→ **WHAT YOU SHOULD DO**
Search the data for the string "counts", and report each line where it is found.

++++ DATA RECORDS

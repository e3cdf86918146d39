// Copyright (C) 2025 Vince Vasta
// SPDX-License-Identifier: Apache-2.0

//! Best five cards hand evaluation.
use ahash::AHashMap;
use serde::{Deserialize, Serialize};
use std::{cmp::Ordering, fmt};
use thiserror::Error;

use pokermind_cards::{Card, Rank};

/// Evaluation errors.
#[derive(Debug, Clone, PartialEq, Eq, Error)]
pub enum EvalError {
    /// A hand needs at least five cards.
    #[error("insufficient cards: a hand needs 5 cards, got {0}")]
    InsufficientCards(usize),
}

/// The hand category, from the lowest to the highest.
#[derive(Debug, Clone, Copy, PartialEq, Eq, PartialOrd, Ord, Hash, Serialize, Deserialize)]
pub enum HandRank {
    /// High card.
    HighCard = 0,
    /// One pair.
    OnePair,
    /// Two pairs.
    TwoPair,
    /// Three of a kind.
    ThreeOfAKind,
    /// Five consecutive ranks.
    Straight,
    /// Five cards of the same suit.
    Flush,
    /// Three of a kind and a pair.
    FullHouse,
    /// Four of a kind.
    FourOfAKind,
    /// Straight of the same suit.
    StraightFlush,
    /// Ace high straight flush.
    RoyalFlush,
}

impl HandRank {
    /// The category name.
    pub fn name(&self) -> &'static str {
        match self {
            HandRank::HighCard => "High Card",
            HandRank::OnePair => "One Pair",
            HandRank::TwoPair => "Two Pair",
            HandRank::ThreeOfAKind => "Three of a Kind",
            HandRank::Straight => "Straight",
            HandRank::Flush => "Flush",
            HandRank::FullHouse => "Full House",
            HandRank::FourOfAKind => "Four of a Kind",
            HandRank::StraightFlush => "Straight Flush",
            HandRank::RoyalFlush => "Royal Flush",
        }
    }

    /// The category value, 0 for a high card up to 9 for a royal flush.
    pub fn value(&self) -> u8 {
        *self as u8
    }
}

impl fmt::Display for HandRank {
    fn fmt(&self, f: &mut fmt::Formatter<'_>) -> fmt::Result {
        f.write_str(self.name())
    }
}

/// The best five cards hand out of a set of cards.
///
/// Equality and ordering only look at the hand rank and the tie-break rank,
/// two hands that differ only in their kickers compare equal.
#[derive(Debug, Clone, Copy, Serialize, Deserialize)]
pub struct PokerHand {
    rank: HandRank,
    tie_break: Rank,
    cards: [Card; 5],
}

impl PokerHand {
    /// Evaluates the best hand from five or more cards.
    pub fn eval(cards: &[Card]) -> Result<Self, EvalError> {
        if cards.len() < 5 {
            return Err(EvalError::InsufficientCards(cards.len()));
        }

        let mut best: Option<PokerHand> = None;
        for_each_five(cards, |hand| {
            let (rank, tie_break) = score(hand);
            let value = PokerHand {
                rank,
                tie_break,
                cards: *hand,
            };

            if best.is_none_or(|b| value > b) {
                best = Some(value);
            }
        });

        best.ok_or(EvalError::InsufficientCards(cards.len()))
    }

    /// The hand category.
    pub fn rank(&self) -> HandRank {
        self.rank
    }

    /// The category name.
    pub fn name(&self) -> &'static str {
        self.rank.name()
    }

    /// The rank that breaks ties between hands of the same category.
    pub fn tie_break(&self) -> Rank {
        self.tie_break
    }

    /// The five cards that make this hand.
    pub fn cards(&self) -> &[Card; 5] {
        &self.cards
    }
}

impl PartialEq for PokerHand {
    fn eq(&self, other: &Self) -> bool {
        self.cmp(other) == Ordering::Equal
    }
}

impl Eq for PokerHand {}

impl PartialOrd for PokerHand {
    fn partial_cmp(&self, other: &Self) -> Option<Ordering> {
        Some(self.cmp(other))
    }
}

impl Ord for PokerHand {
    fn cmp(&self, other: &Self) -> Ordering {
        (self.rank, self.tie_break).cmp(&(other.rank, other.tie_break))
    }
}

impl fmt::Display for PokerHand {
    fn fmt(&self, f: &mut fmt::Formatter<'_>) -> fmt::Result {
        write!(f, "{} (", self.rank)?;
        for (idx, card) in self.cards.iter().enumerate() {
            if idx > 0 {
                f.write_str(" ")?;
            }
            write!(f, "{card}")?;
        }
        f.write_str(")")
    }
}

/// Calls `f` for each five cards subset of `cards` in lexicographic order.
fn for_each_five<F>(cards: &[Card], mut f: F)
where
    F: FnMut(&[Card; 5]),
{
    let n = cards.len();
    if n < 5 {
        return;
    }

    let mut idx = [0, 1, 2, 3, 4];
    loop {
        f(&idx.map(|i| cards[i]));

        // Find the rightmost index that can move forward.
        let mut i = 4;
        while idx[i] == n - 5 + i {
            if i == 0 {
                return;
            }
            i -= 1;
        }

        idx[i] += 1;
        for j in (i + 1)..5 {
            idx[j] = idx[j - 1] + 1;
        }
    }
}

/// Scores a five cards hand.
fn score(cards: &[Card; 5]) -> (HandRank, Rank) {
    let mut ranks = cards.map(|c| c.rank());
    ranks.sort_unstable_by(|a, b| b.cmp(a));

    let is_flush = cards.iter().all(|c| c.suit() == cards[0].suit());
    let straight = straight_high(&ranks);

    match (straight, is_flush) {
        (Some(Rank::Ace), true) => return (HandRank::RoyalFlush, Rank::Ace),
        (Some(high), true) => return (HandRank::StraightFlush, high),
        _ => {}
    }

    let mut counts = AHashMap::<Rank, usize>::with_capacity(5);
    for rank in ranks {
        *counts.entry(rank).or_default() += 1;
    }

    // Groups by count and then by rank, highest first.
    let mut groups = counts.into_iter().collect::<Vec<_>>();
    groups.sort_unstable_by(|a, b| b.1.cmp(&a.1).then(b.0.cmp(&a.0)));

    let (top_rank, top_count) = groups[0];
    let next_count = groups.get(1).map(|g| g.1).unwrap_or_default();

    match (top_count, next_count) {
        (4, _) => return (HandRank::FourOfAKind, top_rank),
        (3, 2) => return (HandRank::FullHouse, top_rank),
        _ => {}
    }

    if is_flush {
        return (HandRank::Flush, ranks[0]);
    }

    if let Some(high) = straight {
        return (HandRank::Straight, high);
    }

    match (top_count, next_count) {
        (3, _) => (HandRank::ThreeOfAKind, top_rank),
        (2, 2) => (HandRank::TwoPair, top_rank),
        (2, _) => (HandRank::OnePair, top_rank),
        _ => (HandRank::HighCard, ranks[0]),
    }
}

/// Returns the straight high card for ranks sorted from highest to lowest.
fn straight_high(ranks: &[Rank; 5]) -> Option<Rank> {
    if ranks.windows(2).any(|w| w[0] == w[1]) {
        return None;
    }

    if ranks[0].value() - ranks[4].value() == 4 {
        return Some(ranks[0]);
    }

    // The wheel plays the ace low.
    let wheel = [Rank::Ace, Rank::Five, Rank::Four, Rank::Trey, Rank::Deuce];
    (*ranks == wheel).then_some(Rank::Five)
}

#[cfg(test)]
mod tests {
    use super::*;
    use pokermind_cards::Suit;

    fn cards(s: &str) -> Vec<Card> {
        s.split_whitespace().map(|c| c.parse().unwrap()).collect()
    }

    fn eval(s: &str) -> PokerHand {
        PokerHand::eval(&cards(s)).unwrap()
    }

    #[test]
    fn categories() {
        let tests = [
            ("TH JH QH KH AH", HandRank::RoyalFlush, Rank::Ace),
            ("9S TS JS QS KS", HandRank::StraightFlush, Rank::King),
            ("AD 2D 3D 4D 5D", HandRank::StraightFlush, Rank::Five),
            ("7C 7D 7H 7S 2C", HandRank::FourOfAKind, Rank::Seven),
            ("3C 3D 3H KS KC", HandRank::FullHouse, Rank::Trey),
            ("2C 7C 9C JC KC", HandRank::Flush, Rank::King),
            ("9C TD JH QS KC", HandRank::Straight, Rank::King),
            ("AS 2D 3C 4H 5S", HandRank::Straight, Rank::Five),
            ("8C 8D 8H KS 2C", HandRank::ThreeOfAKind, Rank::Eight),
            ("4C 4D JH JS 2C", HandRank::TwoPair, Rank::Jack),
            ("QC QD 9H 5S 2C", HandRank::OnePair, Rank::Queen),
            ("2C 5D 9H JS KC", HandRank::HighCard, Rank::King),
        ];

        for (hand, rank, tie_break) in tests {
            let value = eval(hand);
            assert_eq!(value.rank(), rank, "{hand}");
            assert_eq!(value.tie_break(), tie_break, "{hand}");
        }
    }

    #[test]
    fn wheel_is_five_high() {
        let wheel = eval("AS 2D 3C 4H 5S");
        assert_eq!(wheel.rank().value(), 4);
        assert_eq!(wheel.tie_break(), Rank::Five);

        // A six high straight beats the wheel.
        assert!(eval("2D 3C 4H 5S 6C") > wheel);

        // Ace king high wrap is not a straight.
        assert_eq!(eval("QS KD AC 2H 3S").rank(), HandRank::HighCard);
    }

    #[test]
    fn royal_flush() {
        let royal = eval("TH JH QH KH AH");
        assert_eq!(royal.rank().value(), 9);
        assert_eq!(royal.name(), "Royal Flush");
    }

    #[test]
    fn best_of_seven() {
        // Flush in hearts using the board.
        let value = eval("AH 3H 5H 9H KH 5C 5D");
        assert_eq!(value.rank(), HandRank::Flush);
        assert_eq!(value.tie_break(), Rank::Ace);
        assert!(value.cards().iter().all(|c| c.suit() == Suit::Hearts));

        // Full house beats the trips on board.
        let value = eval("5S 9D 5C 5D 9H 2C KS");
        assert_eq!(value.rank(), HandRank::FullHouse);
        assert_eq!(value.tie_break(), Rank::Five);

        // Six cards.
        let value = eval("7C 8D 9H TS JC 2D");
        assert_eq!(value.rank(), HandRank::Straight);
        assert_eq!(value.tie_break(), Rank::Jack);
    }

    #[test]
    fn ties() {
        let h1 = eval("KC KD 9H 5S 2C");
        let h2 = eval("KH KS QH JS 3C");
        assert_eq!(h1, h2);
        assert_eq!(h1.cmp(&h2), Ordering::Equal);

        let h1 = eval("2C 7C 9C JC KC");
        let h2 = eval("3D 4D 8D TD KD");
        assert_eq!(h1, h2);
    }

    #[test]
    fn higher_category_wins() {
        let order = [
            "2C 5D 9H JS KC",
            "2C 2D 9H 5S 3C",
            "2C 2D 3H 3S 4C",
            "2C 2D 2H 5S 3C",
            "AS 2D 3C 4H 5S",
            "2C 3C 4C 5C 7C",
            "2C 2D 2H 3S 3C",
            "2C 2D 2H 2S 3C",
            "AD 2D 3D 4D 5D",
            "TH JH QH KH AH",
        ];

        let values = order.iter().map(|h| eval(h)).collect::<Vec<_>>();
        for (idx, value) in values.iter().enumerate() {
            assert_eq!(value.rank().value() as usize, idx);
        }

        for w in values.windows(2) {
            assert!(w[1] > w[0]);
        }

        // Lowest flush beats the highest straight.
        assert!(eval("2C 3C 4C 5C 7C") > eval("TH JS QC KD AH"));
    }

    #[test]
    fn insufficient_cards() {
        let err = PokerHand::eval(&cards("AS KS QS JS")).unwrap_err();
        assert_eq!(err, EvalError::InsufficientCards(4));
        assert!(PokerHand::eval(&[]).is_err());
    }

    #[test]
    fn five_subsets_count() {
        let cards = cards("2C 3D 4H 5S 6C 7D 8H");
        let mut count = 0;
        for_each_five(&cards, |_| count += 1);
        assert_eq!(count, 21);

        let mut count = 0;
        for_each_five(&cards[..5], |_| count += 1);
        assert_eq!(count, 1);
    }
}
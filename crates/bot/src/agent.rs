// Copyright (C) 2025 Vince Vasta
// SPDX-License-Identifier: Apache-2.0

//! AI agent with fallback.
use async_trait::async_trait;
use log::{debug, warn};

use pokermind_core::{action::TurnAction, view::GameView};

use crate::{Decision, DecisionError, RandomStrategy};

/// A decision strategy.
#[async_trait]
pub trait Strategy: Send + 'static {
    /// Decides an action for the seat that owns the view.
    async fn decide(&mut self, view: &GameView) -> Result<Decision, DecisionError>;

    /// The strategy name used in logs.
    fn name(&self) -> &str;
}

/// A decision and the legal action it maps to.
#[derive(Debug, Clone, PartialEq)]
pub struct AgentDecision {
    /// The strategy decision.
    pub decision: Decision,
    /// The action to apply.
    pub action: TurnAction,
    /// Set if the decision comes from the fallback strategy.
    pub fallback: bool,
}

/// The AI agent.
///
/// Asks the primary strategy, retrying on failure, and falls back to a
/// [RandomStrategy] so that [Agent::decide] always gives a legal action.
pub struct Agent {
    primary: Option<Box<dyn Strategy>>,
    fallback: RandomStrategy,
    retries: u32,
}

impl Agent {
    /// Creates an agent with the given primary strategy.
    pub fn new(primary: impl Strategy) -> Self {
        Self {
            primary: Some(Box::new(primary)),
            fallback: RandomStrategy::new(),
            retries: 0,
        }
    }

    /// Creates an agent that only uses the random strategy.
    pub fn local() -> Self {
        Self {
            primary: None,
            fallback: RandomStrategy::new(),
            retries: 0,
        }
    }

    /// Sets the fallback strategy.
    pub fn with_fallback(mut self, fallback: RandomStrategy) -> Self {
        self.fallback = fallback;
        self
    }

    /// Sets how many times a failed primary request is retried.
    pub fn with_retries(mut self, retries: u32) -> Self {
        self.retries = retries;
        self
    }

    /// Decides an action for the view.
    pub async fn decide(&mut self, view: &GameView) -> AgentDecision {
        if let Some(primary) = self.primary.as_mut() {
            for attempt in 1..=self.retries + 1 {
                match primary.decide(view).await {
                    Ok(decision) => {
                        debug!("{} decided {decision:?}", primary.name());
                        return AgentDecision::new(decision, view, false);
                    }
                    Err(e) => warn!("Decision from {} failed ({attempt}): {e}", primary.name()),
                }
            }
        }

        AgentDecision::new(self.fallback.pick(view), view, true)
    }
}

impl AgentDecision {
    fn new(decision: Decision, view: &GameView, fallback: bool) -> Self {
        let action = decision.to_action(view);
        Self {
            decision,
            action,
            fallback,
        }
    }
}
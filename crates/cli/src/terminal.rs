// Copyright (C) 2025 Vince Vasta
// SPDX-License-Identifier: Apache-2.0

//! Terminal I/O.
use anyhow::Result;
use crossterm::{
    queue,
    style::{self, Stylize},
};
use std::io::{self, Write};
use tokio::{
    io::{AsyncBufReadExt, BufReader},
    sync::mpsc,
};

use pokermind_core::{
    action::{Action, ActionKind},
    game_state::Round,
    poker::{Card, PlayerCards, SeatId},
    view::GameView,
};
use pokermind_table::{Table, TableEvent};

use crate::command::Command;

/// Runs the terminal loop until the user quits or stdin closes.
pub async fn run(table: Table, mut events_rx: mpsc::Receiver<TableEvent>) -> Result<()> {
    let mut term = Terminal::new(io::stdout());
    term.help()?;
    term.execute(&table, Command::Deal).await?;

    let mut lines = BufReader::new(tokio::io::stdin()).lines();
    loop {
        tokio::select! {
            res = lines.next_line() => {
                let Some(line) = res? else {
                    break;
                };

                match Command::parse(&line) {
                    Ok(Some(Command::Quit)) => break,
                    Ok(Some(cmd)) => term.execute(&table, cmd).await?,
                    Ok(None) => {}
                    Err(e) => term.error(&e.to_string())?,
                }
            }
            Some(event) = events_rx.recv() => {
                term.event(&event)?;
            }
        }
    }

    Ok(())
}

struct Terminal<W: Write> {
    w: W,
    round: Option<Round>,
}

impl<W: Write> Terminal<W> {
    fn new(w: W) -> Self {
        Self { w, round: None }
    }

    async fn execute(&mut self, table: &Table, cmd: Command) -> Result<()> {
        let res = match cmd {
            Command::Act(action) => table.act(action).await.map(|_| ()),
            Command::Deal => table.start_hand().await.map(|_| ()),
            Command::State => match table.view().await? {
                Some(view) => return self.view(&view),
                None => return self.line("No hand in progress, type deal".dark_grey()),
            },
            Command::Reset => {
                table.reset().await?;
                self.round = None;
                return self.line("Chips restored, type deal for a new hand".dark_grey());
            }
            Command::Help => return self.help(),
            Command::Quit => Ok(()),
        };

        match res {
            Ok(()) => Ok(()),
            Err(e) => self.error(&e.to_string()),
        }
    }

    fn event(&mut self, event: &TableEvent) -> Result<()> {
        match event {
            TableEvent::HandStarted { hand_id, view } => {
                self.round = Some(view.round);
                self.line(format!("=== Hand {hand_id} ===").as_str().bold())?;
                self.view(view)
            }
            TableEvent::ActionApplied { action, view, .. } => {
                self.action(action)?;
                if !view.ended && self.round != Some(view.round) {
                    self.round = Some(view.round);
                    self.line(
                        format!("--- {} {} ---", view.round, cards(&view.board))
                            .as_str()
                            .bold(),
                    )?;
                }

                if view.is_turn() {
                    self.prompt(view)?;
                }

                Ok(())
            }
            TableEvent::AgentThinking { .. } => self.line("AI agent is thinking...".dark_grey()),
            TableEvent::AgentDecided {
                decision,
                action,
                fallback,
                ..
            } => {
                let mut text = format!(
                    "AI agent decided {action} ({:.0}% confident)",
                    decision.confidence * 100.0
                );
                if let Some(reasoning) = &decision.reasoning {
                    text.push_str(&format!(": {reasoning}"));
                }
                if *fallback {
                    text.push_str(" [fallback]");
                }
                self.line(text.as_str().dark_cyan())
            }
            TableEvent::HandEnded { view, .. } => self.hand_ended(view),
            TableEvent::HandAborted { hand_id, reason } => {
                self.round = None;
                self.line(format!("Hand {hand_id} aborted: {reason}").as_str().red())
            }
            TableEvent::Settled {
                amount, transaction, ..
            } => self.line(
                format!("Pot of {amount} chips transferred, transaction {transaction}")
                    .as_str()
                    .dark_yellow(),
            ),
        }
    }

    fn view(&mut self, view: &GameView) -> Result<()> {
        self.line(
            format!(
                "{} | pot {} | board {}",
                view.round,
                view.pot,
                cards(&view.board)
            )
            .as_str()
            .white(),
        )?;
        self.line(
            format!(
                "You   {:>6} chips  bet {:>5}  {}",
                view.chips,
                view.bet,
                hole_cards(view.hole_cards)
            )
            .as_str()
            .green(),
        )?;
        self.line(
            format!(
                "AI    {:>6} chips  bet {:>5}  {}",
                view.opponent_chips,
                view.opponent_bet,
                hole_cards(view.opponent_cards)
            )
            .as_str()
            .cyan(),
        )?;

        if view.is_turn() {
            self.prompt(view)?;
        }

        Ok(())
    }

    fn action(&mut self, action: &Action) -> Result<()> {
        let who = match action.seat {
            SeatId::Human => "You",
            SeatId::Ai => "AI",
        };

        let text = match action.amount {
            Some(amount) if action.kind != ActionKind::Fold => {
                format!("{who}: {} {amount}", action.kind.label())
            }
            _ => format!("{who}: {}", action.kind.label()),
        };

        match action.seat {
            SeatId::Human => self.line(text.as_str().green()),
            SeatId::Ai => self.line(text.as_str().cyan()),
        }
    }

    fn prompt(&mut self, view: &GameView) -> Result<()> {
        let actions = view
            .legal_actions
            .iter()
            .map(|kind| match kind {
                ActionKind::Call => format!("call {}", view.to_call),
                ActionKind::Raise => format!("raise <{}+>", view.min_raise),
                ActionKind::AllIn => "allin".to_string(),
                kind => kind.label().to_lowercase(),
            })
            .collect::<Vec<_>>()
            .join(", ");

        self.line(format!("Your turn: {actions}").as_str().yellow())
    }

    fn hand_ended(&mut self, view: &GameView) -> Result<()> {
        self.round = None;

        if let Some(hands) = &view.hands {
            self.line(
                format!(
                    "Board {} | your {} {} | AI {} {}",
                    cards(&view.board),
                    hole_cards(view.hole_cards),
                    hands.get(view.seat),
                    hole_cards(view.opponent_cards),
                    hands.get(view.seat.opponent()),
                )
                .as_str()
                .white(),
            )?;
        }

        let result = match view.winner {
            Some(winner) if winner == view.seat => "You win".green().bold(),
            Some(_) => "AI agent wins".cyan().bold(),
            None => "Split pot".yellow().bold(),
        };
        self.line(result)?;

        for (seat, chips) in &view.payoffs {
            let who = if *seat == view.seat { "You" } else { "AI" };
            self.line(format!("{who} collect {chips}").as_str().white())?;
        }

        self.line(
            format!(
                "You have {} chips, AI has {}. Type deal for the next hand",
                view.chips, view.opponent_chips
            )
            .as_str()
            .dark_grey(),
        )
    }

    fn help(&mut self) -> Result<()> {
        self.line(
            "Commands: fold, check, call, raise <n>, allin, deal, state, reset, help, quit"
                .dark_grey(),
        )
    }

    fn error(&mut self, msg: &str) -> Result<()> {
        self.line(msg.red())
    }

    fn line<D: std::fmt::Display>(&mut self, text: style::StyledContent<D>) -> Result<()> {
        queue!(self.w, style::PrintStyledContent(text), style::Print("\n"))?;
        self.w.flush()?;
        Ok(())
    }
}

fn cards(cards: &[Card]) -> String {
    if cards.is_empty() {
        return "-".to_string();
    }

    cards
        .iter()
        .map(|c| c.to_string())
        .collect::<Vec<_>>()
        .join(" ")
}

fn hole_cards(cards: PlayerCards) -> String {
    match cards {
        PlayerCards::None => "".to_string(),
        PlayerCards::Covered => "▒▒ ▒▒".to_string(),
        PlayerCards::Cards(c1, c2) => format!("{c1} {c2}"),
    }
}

++++++++

→ **RESPONSE TO THIS EXERCISE**
    let mut counts = AHashMap::<Rank, usize>::with_capacity(5);
        *counts.entry(rank).or_default() += 1;
    let mut groups = counts.into_iter().collect::<Vec<_>>();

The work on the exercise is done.